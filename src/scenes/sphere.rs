use crate::core::{Geometry, Material, SceneObject};

use super::ENVIRONMENT_EXTENT;

/// Surrounding sphere: inward-facing triangles wrapped with the cubemap
/// material, scaled out to the environment extent.
pub fn build_sphere_environment(material: Material) -> SceneObject {
    let mut sphere = SceneObject::new(Geometry::sphere(18, 36, false), material);
    sphere
        .transform
        .set_scale(ENVIRONMENT_EXTENT, ENVIRONMENT_EXTENT, ENVIRONMENT_EXTENT);
    sphere
}
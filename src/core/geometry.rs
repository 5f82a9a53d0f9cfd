use crate::core::texture::PendingMesh;

/// Declarative description of a scene object's shape.
///
/// Tessellation is the engine's job; these variants carry only the
/// parameters it needs to generate the mesh.
#[derive(Clone, Debug)]
pub enum Geometry {
    Sphere {
        stacks: u32,
        slices: u32,
        /// false = triangles face inward, for surrounding geometry
        facing_out: bool,
    },
    Cube {
        facing_out: bool,
    },
    Cylinder {
        bottom_radius: f32,
        top_radius: f32,
        height: f32,
        stacks: u32,
        slices: u32,
        facing_out: bool,
    },
    Quad {
        width: f32,
        height: f32,
    },
    /// Mesh loaded by the engine from a model resource.
    Imported(PendingMesh),
}

impl Geometry {
    pub fn sphere(stacks: u32, slices: u32, facing_out: bool) -> Self {
        Geometry::Sphere { stacks, slices, facing_out }
    }

    pub fn cube(facing_out: bool) -> Self {
        Geometry::Cube { facing_out }
    }

    pub fn quad(width: f32, height: f32) -> Self {
        Geometry::Quad { width, height }
    }
}
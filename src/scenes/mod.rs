//! Environment scene construction, one builder per variant.
//!
//! Builders produce declarative scene objects; the engine tessellates and
//! renders them. Nothing here touches the scene graph directly.

mod cube;
mod cycle;
mod cylinder;
mod plane;
mod quads;
mod reflective;
mod sphere;

pub use cube::{build_cube_environment, build_cube_faces_environment};
pub use cycle::{EnvironmentCycle, EnvironmentKind};
pub use cylinder::build_cylinder_environment;
pub use plane::build_image_plane;
pub use quads::build_quad_shell;
pub use reflective::{build_reflective_object, ReflectiveKind};
pub use sphere::build_sphere_environment;

/// Uniform scale applied to every surrounding environment shape.
pub const ENVIRONMENT_EXTENT: f32 = 20.0;

/// Scale applied to the reflective object.
pub const REFLECTIVE_SCALE: f32 = 2.0;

- - - -

:: GOAL OF THE EXERCISE ::
When a line in the entries above contains "engine", count it; please answer with the number only.

:: YOUR SOLUTION ::
3